### Your instructions
Down to the last line, set the entries down again exactly.

### Data
■ ■ ■ ■

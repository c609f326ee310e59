pub mod cli;
pub mod config;
pub mod error;
pub mod extractor;
pub mod merge;
pub mod report;
pub mod request;
pub mod scanner;
pub mod service;
pub mod strategy;
pub mod tasks;
pub mod ui;

#[cfg(test)]
mod test_support;

// Public API re-exports
pub use cli::{Cli, OutputFormat};
pub use config::{ArchiveConfig, CaptureConfig, CliOverrides, Config, OutputConfig, PoolConfig};
pub use error::{ErrorKind, Result, TagCsvError, UserFriendlyError};

// Core functionality re-exports
pub use extractor::{CancellationToken, ExtractionJob, ExtractorCommand, JobOutcome, JobState};
pub use merge::MergeSummary;
pub use report::ConversionReport;
pub use request::{ConversionRequest, FormatOptions, TimeWindow};
pub use scanner::{SourceFile, SourceScanner};
pub use service::{ConversionResult, ConversionService};
pub use strategy::{ArchiveStrategy, CaptureStrategy, ConversionStrategy, SourceFormat};
pub use tasks::{TaskManager, TaskSnapshot, TaskStatus};
pub use ui::{GracefulShutdown, OutputFormatter, OutputMode, ProgressManager};

use std::path::{Path, PathBuf};
use std::time::{Duration, Instant};

/// Main library interface for TagCsv functionality
pub struct TagCsv {
    config: Config,
    output_formatter: OutputFormatter,
    progress_manager: ProgressManager,
    shutdown: GracefulShutdown,
    report_path: Option<PathBuf>,
}

impl TagCsv {
    /// Create a new TagCsv instance with the provided configuration
    pub fn new(config: Config, output_mode: OutputMode, verbose: u8, quiet: bool) -> Result<Self> {
        let output_formatter = OutputFormatter::new(output_mode, verbose, quiet);
        let progress_manager =
            ProgressManager::new(!quiet && output_formatter.mode() == OutputMode::Human);
        let shutdown = GracefulShutdown::new()?;

        Ok(Self {
            config,
            output_formatter,
            progress_manager,
            shutdown,
            report_path: None,
        })
    }

    /// Create a new TagCsv instance for testing (no signal handler conflicts)
    #[cfg(test)]
    pub fn new_for_test(config: Config, output_mode: OutputMode, verbose: u8, quiet: bool) -> Self {
        Self {
            config,
            output_formatter: OutputFormatter::new(output_mode, verbose, quiet),
            progress_manager: ProgressManager::new(false),
            shutdown: GracefulShutdown::new_for_test(),
            report_path: None,
        }
    }

    /// Create TagCsv instance from CLI arguments
    pub fn from_cli(cli_args: &Cli) -> Result<Self> {
        let config = cli_args.load_config()?;
        let output_mode = match cli_args.output_format {
            OutputFormat::Human => OutputMode::Human,
            OutputFormat::Json => OutputMode::Json,
            OutputFormat::Plain => OutputMode::Plain,
        };

        Ok(Self::new(config, output_mode, cli_args.verbose, cli_args.quiet)?
            .with_report_path(cli_args.report.clone()))
    }

    pub fn with_report_path(mut self, path: Option<PathBuf>) -> Self {
        self.report_path = path;
        self
    }

    /// Run one conversion to completion. Extraction failures and
    /// cancellation are reported in the result, not as errors.
    pub async fn convert(
        &self,
        format: SourceFormat,
        request: ConversionRequest,
    ) -> Result<ConversionResult> {
        self.shutdown.check_shutdown()?;

        match format {
            SourceFormat::Capture => {
                let strategy = CaptureStrategy::from_config(&self.config);
                self.run_task(strategy, request).await
            }
            SourceFormat::Archive => {
                let strategy = ArchiveStrategy::from_config(&self.config);
                self.run_task(strategy, request).await
            }
        }
    }

    async fn run_task<S: ConversionStrategy>(
        &self,
        strategy: S,
        request: ConversionRequest,
    ) -> Result<ConversionResult> {
        let start_time = Instant::now();
        let format_name = strategy.name();
        self.output_formatter
            .start_operation(&format!("Converting {} files", format_name));

        let manager = TaskManager::new(ConversionService::new(strategy, &self.config));
        let task_id = manager.start_conversion(request.clone())?;

        let spinner = self.progress_manager.create_spinner("Starting...");
        let mut cancel_sent = false;

        while manager.is_busy() {
            if !cancel_sent && !self.shutdown.is_running() {
                manager.cancel(&task_id);
                cancel_sent = true;
            }
            ui::progress::update_task_spinner(&spinner, &manager.get_status(&task_id));
            tokio::time::sleep(self.config.poll_interval()).await;
        }
        manager.wait(Duration::from_secs(5));

        let elapsed = start_time.elapsed();
        let snapshot = manager.get_status(&task_id);
        let result = snapshot.result.unwrap_or_else(|| ConversionResult {
            cancelled: snapshot.status == TaskStatus::Cancelled,
            failure: Some(ErrorKind::Other),
            error_summary: Some("Conversion ended without a result".to_string()),
            ..ConversionResult::default()
        });

        let headline = if result.success {
            format!("{} extracted", result.processed_count)
        } else if result.cancelled {
            "Cancelled".to_string()
        } else {
            "Failed".to_string()
        };
        ui::progress::finish_progress_with_summary(&spinner, &headline, elapsed);
        self.progress_manager.clear();

        if let Some(path) = self.report_target(&request) {
            let report = ConversionReport::new(format_name, &request, &result, elapsed);
            if let Err(e) = report.save_json(&path) {
                self.output_formatter
                    .warning(&format!("Could not write report: {}", e.user_message()));
            }
        }

        self.output_formatter.print_conversion_result(&result, elapsed);
        Ok(result)
    }

    fn report_target(&self, request: &ConversionRequest) -> Option<PathBuf> {
        match self.report_path {
            Some(ref path) => Some(path.clone()),
            None if self.config.output.generate_report => {
                Some(ConversionReport::default_path(&request.output_dir))
            }
            None => None,
        }
    }

    /// Resolve the file list and build every job without spawning anything.
    pub fn plan(&self, format: SourceFormat, request: &ConversionRequest) -> Result<Vec<ExtractionJob>> {
        match format {
            SourceFormat::Capture => {
                let service =
                    ConversionService::new(CaptureStrategy::from_config(&self.config), &self.config);
                service.plan(&service.resolve_files(request)?)
            }
            SourceFormat::Archive => {
                let service =
                    ConversionService::new(ArchiveStrategy::from_config(&self.config), &self.config);
                service.plan(&service.resolve_files(request)?)
            }
        }
    }

    /// Generate sample configuration file
    pub fn generate_sample_config<P: AsRef<Path>>(output_path: P) -> Result<()> {
        let path = output_path.as_ref();
        std::fs::write(path, Config::create_sample_config())
            .map_err(|e| TagCsvError::file_access(path, e))
    }

    /// Get configuration reference
    pub fn config(&self) -> &Config {
        &self.config
    }

    /// Get output formatter reference
    pub fn output_formatter(&self) -> &OutputFormatter {
        &self.output_formatter
    }

    /// Check if shutdown has been requested
    pub fn is_running(&self) -> bool {
        self.shutdown.is_running()
    }

    /// Request graceful shutdown
    pub fn request_shutdown(&self) {
        self.shutdown.request_shutdown();
    }

    /// Handle error with user-friendly output
    pub fn handle_error(&self, error: &TagCsvError) {
        self.output_formatter.print_user_friendly_error(error);
    }
}

/// Get version information
pub fn version_info() -> &'static str {
    env!("CARGO_PKG_VERSION")
}

/// Get build information
pub fn build_info() -> BuildInfo {
    BuildInfo {
        version: env!("CARGO_PKG_VERSION"),
        git_hash: option_env!("GIT_HASH").unwrap_or("unknown"),
        build_date: option_env!("BUILD_DATE").unwrap_or("unknown"),
        target: std::env::consts::ARCH.to_string(),
    }
}

#[derive(Debug, Clone)]
pub struct BuildInfo {
    pub version: &'static str,
    pub git_hash: &'static str,
    pub build_date: &'static str,
    pub target: String,
}

impl std::fmt::Display for BuildInfo {
    fn fmt(&self, f: &mut std::fmt::Formatter<'_>) -> std::fmt::Result {
        write!(
            f,
            "TagCsv {} ({}) built on {} for {}",
            self.version, self.git_hash, self.build_date, self.target
        )
    }
}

■ ■ ■ ■

### Response
repository c609f326ee310e59
pub mod cli;
pub mod config;
pub mod error;
pub mod extractor;
pub mod merge;
pub mod report;
pub mod request;
pub mod scanner;
pub mod service;
pub mod strategy;
pub mod tasks;
pub mod ui;

#[cfg(test)]
mod test_support;

// Public API re-exports
pub use cli::{Cli, OutputFormat};
pub use config::{ArchiveConfig, CaptureConfig, CliOverrides, Config, OutputConfig, PoolConfig};
pub use error::{ErrorKind, Result, TagCsvError, UserFriendlyError};

// Core functionality re-exports
pub use extractor::{CancellationToken, ExtractionJob, ExtractorCommand, JobOutcome, JobState};
pub use merge::MergeSummary;
pub use report::ConversionReport;
pub use request::{ConversionRequest, FormatOptions, TimeWindow};
pub use scanner::{SourceFile, SourceScanner};
pub use service::{ConversionResult, ConversionService};
pub use strategy::{ArchiveStrategy, CaptureStrategy, ConversionStrategy, SourceFormat};
pub use tasks::{TaskManager, TaskSnapshot, TaskStatus};
pub use ui::{GracefulShutdown, OutputFormatter, OutputMode, ProgressManager};

use std::path::{Path, PathBuf};
use std::time::{Duration, Instant};

/// Main library interface for TagCsv functionality
pub struct TagCsv {
    config: Config,
    output_formatter: OutputFormatter,
    progress_manager: ProgressManager,
    shutdown: GracefulShutdown,
    report_path: Option<PathBuf>,
}

impl TagCsv {
    /// Create a new TagCsv instance with the provided configuration
    pub fn new(config: Config, output_mode: OutputMode, verbose: u8, quiet: bool) -> Result<Self> {
        let output_formatter = OutputFormatter::new(output_mode, verbose, quiet);
        let progress_manager =
            ProgressManager::new(!quiet && output_formatter.mode() == OutputMode::Human);
        let shutdown = GracefulShutdown::new()?;

        Ok(Self {
            config,
            output_formatter,
            progress_manager,
            shutdown,
            report_path: None,
        })
    }

    /// Create a new TagCsv instance for testing (no signal handler conflicts)
    #[cfg(test)]
    pub fn new_for_test(config: Config, output_mode: OutputMode, verbose: u8, quiet: bool) -> Self {
        Self {
            config,
            output_formatter: OutputFormatter::new(output_mode, verbose, quiet),
            progress_manager: ProgressManager::new(false),
            shutdown: GracefulShutdown::new_for_test(),
            report_path: None,
        }
    }

    /// Create TagCsv instance from CLI arguments
    pub fn from_cli(cli_args: &Cli) -> Result<Self> {
        let config = cli_args.load_config()?;
        let output_mode = match cli_args.output_format {
            OutputFormat::Human => OutputMode::Human,
            OutputFormat::Json => OutputMode::Json,
            OutputFormat::Plain => OutputMode::Plain,
        };

        Ok(Self::new(config, output_mode, cli_args.verbose, cli_args.quiet)?
            .with_report_path(cli_args.report.clone()))
    }

    pub fn with_report_path(mut self, path: Option<PathBuf>) -> Self {
        self.report_path = path;
        self
    }

    /// Run one conversion to completion. Extraction failures and
    /// cancellation are reported in the result, not as errors.
    pub async fn convert(
        &self,
        format: SourceFormat,
        request: ConversionRequest,
    ) -> Result<ConversionResult> {
        self.shutdown.check_shutdown()?;

        match format {
            SourceFormat::Capture => {
                let strategy = CaptureStrategy::from_config(&self.config);
                self.run_task(strategy, request).await
            }
            SourceFormat::Archive => {
                let strategy = ArchiveStrategy::from_config(&self.config);
                self.run_task(strategy, request).await
            }
        }
    }

    async fn run_task<S: ConversionStrategy>(
        &self,
        strategy: S,
        request: ConversionRequest,
    ) -> Result<ConversionResult> {
        let start_time = Instant::now();
        let format_name = strategy.name();
        self.output_formatter
            .start_operation(&format!("Converting {} files", format_name));

        let manager = TaskManager::new(ConversionService::new(strategy, &self.config));
        let task_id = manager.start_conversion(request.clone())?;

        let spinner = self.progress_manager.create_spinner("Starting...");
        let mut cancel_sent = false;

        while manager.is_busy() {
            if !cancel_sent && !self.shutdown.is_running() {
                manager.cancel(&task_id);
                cancel_sent = true;
            }
            ui::progress::update_task_spinner(&spinner, &manager.get_status(&task_id));
            tokio::time::sleep(self.config.poll_interval()).await;
        }
        manager.wait(Duration::from_secs(5));

        let elapsed = start_time.elapsed();
        let snapshot = manager.get_status(&task_id);
        let result = snapshot.result.unwrap_or_else(|| ConversionResult {
            cancelled: snapshot.status == TaskStatus::Cancelled,
            failure: Some(ErrorKind::Other),
            error_summary: Some("Conversion ended without a result".to_string()),
            ..ConversionResult::default()
        });

        let headline = if result.success {
            format!("{} extracted", result.processed_count)
        } else if result.cancelled {
            "Cancelled".to_string()
        } else {
            "Failed".to_string()
        };
        ui::progress::finish_progress_with_summary(&spinner, &headline, elapsed);
        self.progress_manager.clear();

        if let Some(path) = self.report_target(&request) {
            let report = ConversionReport::new(format_name, &request, &result, elapsed);
            if let Err(e) = report.save_json(&path) {
                self.output_formatter
                    .warning(&format!("Could not write report: {}", e.user_message()));
            }
        }

        self.output_formatter.print_conversion_result(&result, elapsed);
        Ok(result)
    }

    fn report_target(&self, request: &ConversionRequest) -> Option<PathBuf> {
        match self.report_path {
            Some(ref path) => Some(path.clone()),
            None if self.config.output.generate_report => {
                Some(ConversionReport::default_path(&request.output_dir))
            }
            None => None,
        }
    }

    /// Resolve the file list and build every job without spawning anything.
    pub fn plan(&self, format: SourceFormat, request: &ConversionRequest) -> Result<Vec<ExtractionJob>> {
        match format {
            SourceFormat::Capture => {
                let service =
                    ConversionService::new(CaptureStrategy::from_config(&self.config), &self.config);
                service.plan(&service.resolve_files(request)?)
            }
            SourceFormat::Archive => {
                let service =
                    ConversionService::new(ArchiveStrategy::from_config(&self.config), &self.config);
                service.plan(&service.resolve_files(request)?)
            }
        }
    }

    /// Generate sample configuration file
    pub fn generate_sample_config<P: AsRef<Path>>(output_path: P) -> Result<()> {
        let path = output_path.as_ref();
        std::fs::write(path, Config::create_sample_config())
            .map_err(|e| TagCsvError::file_access(path, e))
    }

    /// Get configuration reference
    pub fn config(&self) -> &Config {
        &self.config
    }

    /// Get output formatter reference
    pub fn output_formatter(&self) -> &OutputFormatter {
        &self.output_formatter
    }

    /// Check if shutdown has been requested
    pub fn is_running(&self) -> bool {
        self.shutdown.is_running()
    }

    /// Request graceful shutdown
    pub fn request_shutdown(&self) {
        self.shutdown.request_shutdown();
    }

    /// Handle error with user-friendly output
    pub fn handle_error(&self, error: &TagCsvError) {
        self.output_formatter.print_user_friendly_error(error);
    }
}

/// Get version information
pub fn version_info() -> &'static str {
    env!("CARGO_PKG_VERSION")
}

/// Get build information
pub fn build_info() -> BuildInfo {
    BuildInfo {
        version: env!("CARGO_PKG_VERSION"),
        git_hash: option_env!("GIT_HASH").unwrap_or("unknown"),
        build_date: option_env!("BUILD_DATE").unwrap_or("unknown"),
        target: std::env::consts::ARCH.to_string(),
    }
}

#[derive(Debug, Clone)]
pub struct BuildInfo {
    pub version: &'static str,
    pub git_hash: &'static str,
    pub build_date: &'static str,
    pub target: String,
}

impl std::fmt::Display for BuildInfo {
    fn fmt(&self, f: &mut std::fmt::Formatter<'_>) -> std::fmt::Result {
        write!(
            f,
            "TagCsv {} ({}) built on {} for {}",
            self.version, self.git_hash, self.build_date, self.target
        )
    }
}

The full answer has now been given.